The example below uses a manifest with navPlace at both the Manifest level (a bounding polygon for the Pend Oreille region) and on the first Canvas (a specific point on the river). Both features are shown together on the map.

// Manifest with navPlace at the Manifest level (polygon) AND Canvas level (point)
const manifest = {
  // ...
  navPlace: {
    type: "FeatureCollection",
    features: [
      {
        type: "Feature",
        properties: { label: { none: ["Pend Oreille River region"] } },
        geometry: {
          type: "Polygon",
          coordinates: [[
            [-118.5, 47.5], [-116.5, 47.5],
            [-116.5, 49.5], [-118.5, 49.5], [-118.5, 47.5],
          ]],
        },
      },
    ],
  },
  items: [
    {
      // ...
      navPlace: {
        type: "FeatureCollection",
        features: [
          {
            type: "Feature",
            properties: { label: { none: ["Pend Oreille River"] } },
            geometry: { type: "Point", coordinates: [-117.61775, 49.00381] },
          },
        ],
      },
    },
    // canvas 2 has no navPlace
  ],
};
 
<Viewer
  iiifContent={manifest}
  options={{
    canvasHeight: "500px",
    showIIIFBadge: false,
    informationPanel: { open: false, renderToggle: false },
    map: {
      enabled: true,
      navPlaceLevel: "all",
      fitToData: true,
    },
  }}
/>

Auto (default)

navPlaceLevel: "auto", the default, selects the most specific level available for the active canvas in order: Annotation → Canvas → Manifest → Collection. If the current canvas has its own navPlace, that is shown. If not, the viewer falls back to the manifest, and so on.

The example below uses the same two-canvas manifest. The first canvas has Canvas-level navPlace (the specific river point), while the second canvas has none. Navigate to the second canvas and the map automatically falls back to the manifest-level polygon.

<Viewer
  iiifContent={manifest}
  options={{
    canvasHeight: "500px",
    showIIIFBadge: false,
    informationPanel: { open: false, renderToggle: false },
    map: {
      enabled: true,
      // navPlaceLevel: "auto" is the default; it can be omitted
      fitToData: true,
    },
  }}
/>

Image Overlays (Georeference)

When a manifest's canvases carry Georeference Extension (opens in a new tab) annotations, the Viewer can warp the source images onto the map as overlays via @allmaps/leaflet (opens in a new tab). It can render multiple sheets together, alongside any navPlace geometry.

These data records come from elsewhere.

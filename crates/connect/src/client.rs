//! HTTP client for the Stockboard dashboard API.
//!
//! Every request carries the session's bearer token. The backend is the
//! source of truth for holdings and the plan; this client only translates
//! its responses and status codes into engine types.

use async_trait::async_trait;
use chrono::{DateTime, Utc};
use log::{debug, info};
use reqwest::header::{HeaderMap, HeaderValue, AUTHORIZATION, CONTENT_TYPE};
use reqwest::StatusCode;
use rust_decimal::Decimal;
use serde::de::DeserializeOwned;
use std::time::Duration;

use stockboard_core::errors::{Error, Result, ValidationError};
use stockboard_core::holdings::{Holding, HoldingId, HoldingRepositoryTrait, NewHolding};
use stockboard_core::subscription::{PlanTier, SubscriptionRepositoryTrait, SubscriptionStatus};

/// Default timeout for API requests.
pub const DEFAULT_TIMEOUT_SECS: u64 = 30;

/// Default base URL of a local backend.
pub const DEFAULT_API_URL: &str = "http://localhost:8000/api";

// ─────────────────────────────────────────────────────────────────────────────
// API Types (internal, for the backend's snake_case payloads)
// ─────────────────────────────────────────────────────────────────────────────

#[derive(Debug, serde::Deserialize)]
struct ApiHolding {
    id: i64,
    symbol: String,
    quantity: Decimal,
    average_price: Decimal,
    #[serde(default)]
    notes: Option<String>,
}

impl From<ApiHolding> for Holding {
    fn from(item: ApiHolding) -> Self {
        Holding {
            id: HoldingId(item.id),
            symbol: item.symbol,
            quantity: item.quantity,
            average_price: item.average_price,
            notes: item.notes,
        }
    }
}

#[derive(Debug, serde::Serialize)]
struct ApiNewHolding<'a> {
    symbol: &'a str,
    quantity: Decimal,
    average_price: Decimal,
    notes: Option<&'a str>,
}

#[derive(Debug, serde::Deserialize)]
struct ApiSubscriptionStatus {
    #[serde(default)]
    tier: Option<String>,
    #[serde(default)]
    is_active: bool,
    #[serde(default)]
    current_period_end: Option<String>,
}

impl From<ApiSubscriptionStatus> for SubscriptionStatus {
    fn from(status: ApiSubscriptionStatus) -> Self {
        let tier = match status.tier.as_deref() {
            Some(t) if t.eq_ignore_ascii_case("premium") => PlanTier::Premium,
            _ => PlanTier::Free,
        };
        SubscriptionStatus {
            tier,
            is_active: status.is_active,
            current_period_end: status
                .current_period_end
                .as_deref()
                .and_then(parse_timestamp),
        }
    }
}

/// FastAPI error body: `detail` is a string, or a list of field errors for 422.
#[derive(Debug, serde::Deserialize)]
struct ApiErrorResponse {
    #[serde(default)]
    detail: Option<serde_json::Value>,
}

fn parse_timestamp(value: &str) -> Option<DateTime<Utc>> {
    DateTime::parse_from_rfc3339(value)
        .map(|dt| dt.with_timezone(&Utc))
        .or_else(|_| {
            // Naive ISO timestamps are UTC on the backend.
            chrono::NaiveDateTime::parse_from_str(value, "%Y-%m-%dT%H:%M:%S%.f")
                .map(|naive| naive.and_utc())
        })
        .ok()
}

/// Extracts a readable message from an error body.
fn error_detail(body: &str) -> Option<String> {
    let detail = serde_json::from_str::<ApiErrorResponse>(body).ok()?.detail?;
    match detail {
        serde_json::Value::String(s) => Some(s),
        serde_json::Value::Array(items) => {
            let messages: Vec<String> = items
                .iter()
                .filter_map(|item| item.get("msg").and_then(|m| m.as_str()))
                .map(str::to_string)
                .collect();
            if messages.is_empty() {
                None
            } else {
                Some(messages.join("; "))
            }
        }
        serde_json::Value::Null => None,
        other => Some(other.to_string()),
    }
}

/// Maps a non-success response to an engine error.
pub(crate) fn status_error(status: StatusCode, body: &str) -> Error {
    let message = error_detail(body).unwrap_or_else(|| {
        let excerpt: String = body.chars().take(200).collect();
        if excerpt.trim().is_empty() {
            format!("HTTP {}", status)
        } else {
            excerpt
        }
    });

    match status {
        StatusCode::UNAUTHORIZED => Error::SessionExpired,
        StatusCode::NOT_FOUND => Error::NotFound(message),
        StatusCode::BAD_REQUEST | StatusCode::UNPROCESSABLE_ENTITY => {
            Error::Validation(ValidationError::InvalidInput(message))
        }
        _ => Error::Api {
            status: status.as_u16(),
            message,
        },
    }
}

fn request_error(e: reqwest::Error) -> Error {
    if e.is_timeout() {
        Error::Network(format!("Request timed out: {}", e))
    } else {
        Error::Network(format!("Request failed: {}", e))
    }
}

// ─────────────────────────────────────────────────────────────────────────────
// Dashboard API Client
// ─────────────────────────────────────────────────────────────────────────────

/// HTTP client for the dashboard backend.
///
/// This client provides:
/// - Holding persistence (list, create, delete)
/// - Subscription status lookups
///
/// # Example
///
/// ```ignore
/// let client = DashboardApiClient::new("http://localhost:8000/api", "your-token")?;
/// let holdings = client.list().await?;
/// ```
#[derive(Debug, Clone)]
pub struct DashboardApiClient {
    client: reqwest::Client,
    base_url: String,
    auth_header: HeaderValue,
}

impl DashboardApiClient {
    /// Create a new dashboard API client.
    ///
    /// # Arguments
    ///
    /// * `base_url` - The base URL of the API (e.g., "http://localhost:8000/api")
    /// * `access_token` - The session's bearer token
    ///
    /// # Errors
    ///
    /// Returns an error if the access token format is invalid or the HTTP client
    /// cannot be initialized.
    pub fn new(base_url: &str, access_token: &str) -> Result<Self> {
        Self::with_timeout(
            base_url,
            access_token,
            Duration::from_secs(DEFAULT_TIMEOUT_SECS),
        )
    }

    pub fn with_timeout(base_url: &str, access_token: &str, timeout: Duration) -> Result<Self> {
        let auth_header = HeaderValue::from_str(&format!("Bearer {}", access_token))
            .map_err(|e| Error::Config(format!("Invalid access token format: {}", e)))?;

        let client = reqwest::Client::builder()
            .timeout(timeout)
            .build()
            .map_err(|e| Error::Unexpected(format!("Failed to initialize HTTP client: {}", e)))?;

        Ok(Self {
            client,
            base_url: base_url.trim_end_matches('/').to_string(),
            auth_header,
        })
    }

    pub fn base_url(&self) -> &str {
        &self.base_url
    }

    /// Create default headers for API requests.
    fn headers(&self) -> HeaderMap {
        let mut headers = HeaderMap::new();
        headers.insert(CONTENT_TYPE, HeaderValue::from_static("application/json"));
        headers.insert(AUTHORIZATION, self.auth_header.clone());
        headers
    }

    fn url(&self, path: &str) -> String {
        format!("{}{}", self.base_url, path)
    }

    /// Make a GET request and parse the response.
    async fn get<T: DeserializeOwned>(&self, path: &str) -> Result<T> {
        let url = self.url(path);
        debug!("[DashboardApi] GET {}", url);

        let response = self
            .client
            .get(&url)
            .headers(self.headers())
            .send()
            .await
            .map_err(request_error)?;

        self.parse_response(response).await
    }

    /// Parse an HTTP response, handling errors appropriately.
    async fn parse_response<T: DeserializeOwned>(&self, response: reqwest::Response) -> Result<T> {
        let status = response.status();
        let body = response
            .text()
            .await
            .map_err(|e| Error::Network(format!("Failed to read response: {}", e)))?;

        if !status.is_success() {
            return Err(status_error(status, &body));
        }

        serde_json::from_str(&body).map_err(|e| {
            Error::Unexpected(format!(
                "Failed to parse response: {} - {}",
                e,
                body.chars().take(200).collect::<String>()
            ))
        })
    }

    // ─────────────────────────────────────────────────────────────────────────
    // Subscription Endpoints
    // ─────────────────────────────────────────────────────────────────────────

    /// Get the current user's plan.
    pub async fn get_subscription_status(&self) -> Result<SubscriptionStatus> {
        let status: ApiSubscriptionStatus = self.get("/subscription/status").await?;
        Ok(status.into())
    }
}

// ─────────────────────────────────────────────────────────────────────────────
// HoldingRepositoryTrait Implementation
// ─────────────────────────────────────────────────────────────────────────────

#[async_trait]
impl HoldingRepositoryTrait for DashboardApiClient {
    async fn list(&self) -> Result<Vec<Holding>> {
        let items: Vec<ApiHolding> = self.get("/portfolio/").await?;
        debug!("[DashboardApi] Fetched {} holdings", items.len());
        Ok(items.into_iter().map(Holding::from).collect())
    }

    async fn create(&self, new_holding: NewHolding) -> Result<Holding> {
        let url = self.url("/portfolio/");
        debug!("[DashboardApi] POST {} ({})", url, new_holding.symbol);

        let payload = ApiNewHolding {
            symbol: &new_holding.symbol,
            quantity: new_holding.quantity,
            average_price: new_holding.average_price,
            notes: new_holding.notes.as_deref(),
        };

        let response = self
            .client
            .post(&url)
            .headers(self.headers())
            .json(&payload)
            .send()
            .await
            .map_err(request_error)?;

        if response.status() == StatusCode::FORBIDDEN {
            let body = response.text().await.unwrap_or_default();
            let message = error_detail(&body)
                .unwrap_or_else(|| "Holding limit reached for your plan".to_string());
            info!("[DashboardApi] Holding rejected by plan limit: {}", message);
            return Err(Error::QuotaExceeded(message));
        }

        let created: ApiHolding = self.parse_response(response).await?;
        Ok(created.into())
    }

    async fn delete(&self, id: HoldingId) -> Result<()> {
        let url = self.url(&format!("/portfolio/{}", id));
        debug!("[DashboardApi] DELETE {}", url);

        let response = self
            .client
            .delete(&url)
            .headers(self.headers())
            .send()
            .await
            .map_err(request_error)?;

        let status = response.status();
        if status.is_success() {
            return Ok(());
        }
        let body = response.text().await.unwrap_or_default();
        Err(status_error(status, &body))
    }
}

#[async_trait]
impl SubscriptionRepositoryTrait for DashboardApiClient {
    async fn get_status(&self) -> Result<SubscriptionStatus> {
        self.get_subscription_status().await
    }
}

Set options.map.showImageOverlay: true. Clover then:

  • auto-discovers motivation: "georeferencing" annotations on the in-scope canvases,
  • auto-adapts each Canvas-sourced annotation to that canvas's painting image service (no manual image-service URL needed), and
  • hosts every warped sheet in a single map layer.

options.map.overlayScope controls which canvases contribute: "manifest" (default) warps every georeferenced canvas in the manifest at once; "canvas" follows only the active/visible canvas.

The example below combines two adjacent Northwestern University Libraries plat maps, the Township of Evanston (opens in a new tab) and the Village of Wilmette, which tile together on the North Shore. The manifest-level navPlace point is rendered at the same time.

OptionTypeDefault
options.map.showImageOverlaybooleanfalse
options.map.imageOverlayOpacitynumber (0-1)0.65
options.map.showControlPointsbooleantrue
options.map.overlayScopemanifest | canvasmanifest
// (target.source is a Canvas). Clover adapts them to each canvas's //
painting image service automatically.
<Viewer
  iiifContent={northShoreManifest}
  options={{
    canvasHeight: "500px",
    showIIIFBadge: false,
    informationPanel: { open: false, renderToggle: false },
    map: {
      enabled: true,
      showImageOverlay: true,
      imageOverlayOpacity: 0.7,
      overlayScope: "manifest", // warp every georeferenced sheet at once
      navPlaceLevel: "Manifest", // also show the region point
      fitToData: true,
    },
  }}
/>

@allmaps/leaflet is an optional dependency, loaded only when showImageOverlay is true. The georeference annotation's target.source must resolve to an IIIF Image API endpoint for warping; Clover handles this by reading the canvas's painting image service, so stored Canvas-sourced annotations work without manual adaptation. Set showControlPoints: false to hide the ground control point markers.